= Era Ten =

Science fiction role-playing game

Cover art by Todd Pickens

Era Ten, subtitled "Sci Fi Role-Play", is a science fiction role-playing game (RPG) published by Better Games in 1990.

==Contents==
Era Ten is a science fiction role-playing game set a thousand years in the future, when humanity ("Terrans") have formed the "Tetra League", an alliance with three alien species (the Cruz, the Skia and the Cimmer.) A "pacification" virus has left most citizens of the League unable to engage in conflict. Those that are immune become either violent criminals preying on the pacified masses, or are pressed into service as armor-clad assault troops that fight the criminals or defend worlds against alien invasion.

The game comes with three books:
- "Battle Born": 38 pages of role-playing rules.
- "Encounters and Sci-Fi Scenarios": A 53-page book of "Quick & Dirty" tables used to generate random encounters using playing cards as a randomizer.
- "Designing Sci-Fi Scenarios" A 38-page book of more tables that are used to create missions and scenarios.

The game also comes with a paper gamemaster's screen that proved to be too flimsy to stand on its own.

There are no lists of equipment that each player character can buy. The emphasis in the rules is on storytelling rather than dice rolling, which is only used for skill and task resolution.

===Character generation===
Characters can be any one of the four races of the Tetra League, each of which possess certain advantages. Players then choose a career path for the character (grunt, doc, tech-ninja, spec, or sarge), which determines the superior attributes and skills the character has. Additional skills can be purchased using a point-buy system.

===Advancement===
The gamemaster can choose one of two options for advancement: Advancement upon mission completion; or the characters must complete nine story elements such as heroics, a cunning ploy, personal growth, etc. in order to advance.

===Gameplay===
The "Quick & Dirty" tables are used for every aspect of the game, including personal combat, task resolution, and spacefleet engagements.

==Publication history==
In the early 1980s, the RPG game market was dominated by games with complex rules such as Dungeons & Dragons (TSR) and RuneQuest (Chaosium). But in the late 1980s, small independent game designers started to create games that were less about rolling dice and more centered on the story narrative. Two such designers were Joseph Hillmer and George Rahm, who created two "rules light" role-playing games: the science fiction RPG Era Ten and the fantasy RPG Barony. Both implemented a much simplified rules system that used tables and a deck of cards to resolve all action in the game. Era Ten, featuring the artwork of Todd Pickens, was published by Better Games of Burbank, California in 1990. Better Games also produced several supplements for Era Ten, which were published on their website and in the pages of Space Gamer/Fantasy Gamer.

==Reception==
In Issue 26 of White Wolf #26 (April/May, 1991), Stewart Wieck reviewed both of Better Games' RPGs, Barony and Era Ten, and liked the rules system, calling it "an outline that relies little on actual rules, and more on gamemaster initiative." But Wieck was not impressed by the poor editing, noting "the choppy writing (innumerable sentence fragments) makes the text tiresome to follow." Wieck was also distressed by the lack of organization of the rules. Nonetheless, Wieck concluded by giving Era Ten a rating of 4 out of 5, saying, "Better Games works under the tagline that you've been gamemastering long enough to know what you want and how you want to run your game. The systems presented in Barony and Era Ten will allow you to do this if you have the stamina to survive the rules writing and the wits to use the ideas."

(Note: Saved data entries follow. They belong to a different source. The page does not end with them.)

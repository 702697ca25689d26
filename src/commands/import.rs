use std::fs::{self, File};
use std::io::BufReader;

use anyhow::{Context, Result, bail};
use chrono::Utc;
use tracing::{debug, info, warn};

use super::open_store;
use crate::cli::ImportArgs;
use crate::model::{ImportOptionsRecord, ImportRunManifest, ImportSource};
use crate::store::{ImportObserver, ImportOptions, SCHEMA_VERSION, StoreError};
use crate::util::{now_utc_string, parse_pairs, sha256_file, utc_compact_string, write_json_pretty};

const MANIFEST_VERSION: u32 = 1;

/// Logs progress and remembers how many rows are already committed.
#[derive(Default)]
struct LoggingObserver {
    committed: u64,
}

impl ImportObserver for LoggingObserver {
    fn row_done(&mut self, line: u64) {
        if line % 10_000 == 0 {
            debug!(line, "import progress");
        }
    }

    fn chunk_committed(&mut self, total_rows: u64) {
        self.committed = total_rows;
        info!(rows = total_rows, "committed import chunk");
    }
}

pub fn run(args: ImportArgs) -> Result<()> {
    let started_ts = Utc::now();
    let started_at = now_utc_string();
    let run_id = format!("import-{}", utc_compact_string(started_ts));

    if !args.delimiter.is_ascii() {
        bail!("delimiter '{}' must be a single ASCII character", args.delimiter);
    }
    let options = ImportOptions {
        chunk_size: args.chunk_size,
        delimiter: args.delimiter as u8,
        fixed: parse_pairs(&args.fixed, "fixed value")?,
        auto_key: args.auto_key.clone(),
    };

    let mut store = open_store(&args.store)?;
    let file = File::open(&args.csv_path)
        .with_context(|| format!("failed to open {}", args.csv_path.display()))?;

    info!(bench = %args.bench, source = %args.csv_path.display(), run_id = %run_id, "starting import");

    let mut observer = LoggingObserver::default();
    let outcome = store.import_csv(&args.bench, BufReader::new(file), &options, &mut observer);

    if let Some(manifest_path) = &args.manifest_path {
        let (status, failure_reason, committed_rows) = match &outcome {
            Ok(summary) => ("completed", None, summary.inserted + summary.existing),
            Err(StoreError::Canceled { committed }) => ("canceled", None, *committed),
            Err(err) => ("failed", Some(err.to_string()), observer.committed),
        };
        let bytes = fs::metadata(&args.csv_path)
            .with_context(|| format!("failed to stat {}", args.csv_path.display()))?
            .len();

        let manifest = ImportRunManifest {
            manifest_version: MANIFEST_VERSION,
            run_id,
            db_path: args.store.db_path.display().to_string(),
            db_schema_version: format!("{}.{}", SCHEMA_VERSION.0, SCHEMA_VERSION.1),
            bench: args.bench.clone(),
            status: status.to_string(),
            started_at,
            finished_at: now_utc_string(),
            failure_reason,
            source: ImportSource {
                path: args.csv_path.display().to_string(),
                sha256: sha256_file(&args.csv_path)?,
                bytes,
            },
            options: ImportOptionsRecord {
                chunk_size: options.chunk_size,
                delimiter: args.delimiter.to_string(),
                auto_key: options.auto_key.clone(),
                fixed: args.fixed.clone(),
            },
            summary: outcome.as_ref().ok().cloned(),
            committed_rows,
        };
        write_json_pretty(manifest_path, &manifest)?;
        info!(path = %manifest_path.display(), status, "wrote import run manifest");
    }

    let summary = outcome.with_context(|| format!("import into {} failed", args.bench))?;
    if !summary.skipped_columns.is_empty() {
        warn!(columns = ?summary.skipped_columns, "ignored columns without a field");
    }
    info!(
        bench = %args.bench,
        rows = summary.rows_read,
        inserted = summary.inserted,
        existing = summary.existing,
        chunks = summary.chunks_committed,
        "import completed"
    );

    Ok(())
}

In Issue 48 of Challenge (Jan.-Feb. 1991), Lester W. Smith liked the storytelling aspect of the game, but found, "The game has one major problem. That is, the writing is terrible. The books consist largely of poorly expressed, ungrammatical sentences, collected into paragraphs that ramble relatively aimlessly from topic to topic ... absolutely the worst written of any of the roleplaying games I've ever read." Despite this, Smith concluded, "Era Ten is a lot of fun. The problems with its text mechanics is offset by its inventiveness."

In his 2014 book Designers & Dragons: The '80s, game historian Shannon Appelcline noted that Era Ten and Barony were part of a movement of "'free style roleplay' games" in the early 1990s, "early 'indie' efforts that tried to break free of the old clichés of RPGs and instead offer more story-oriented games."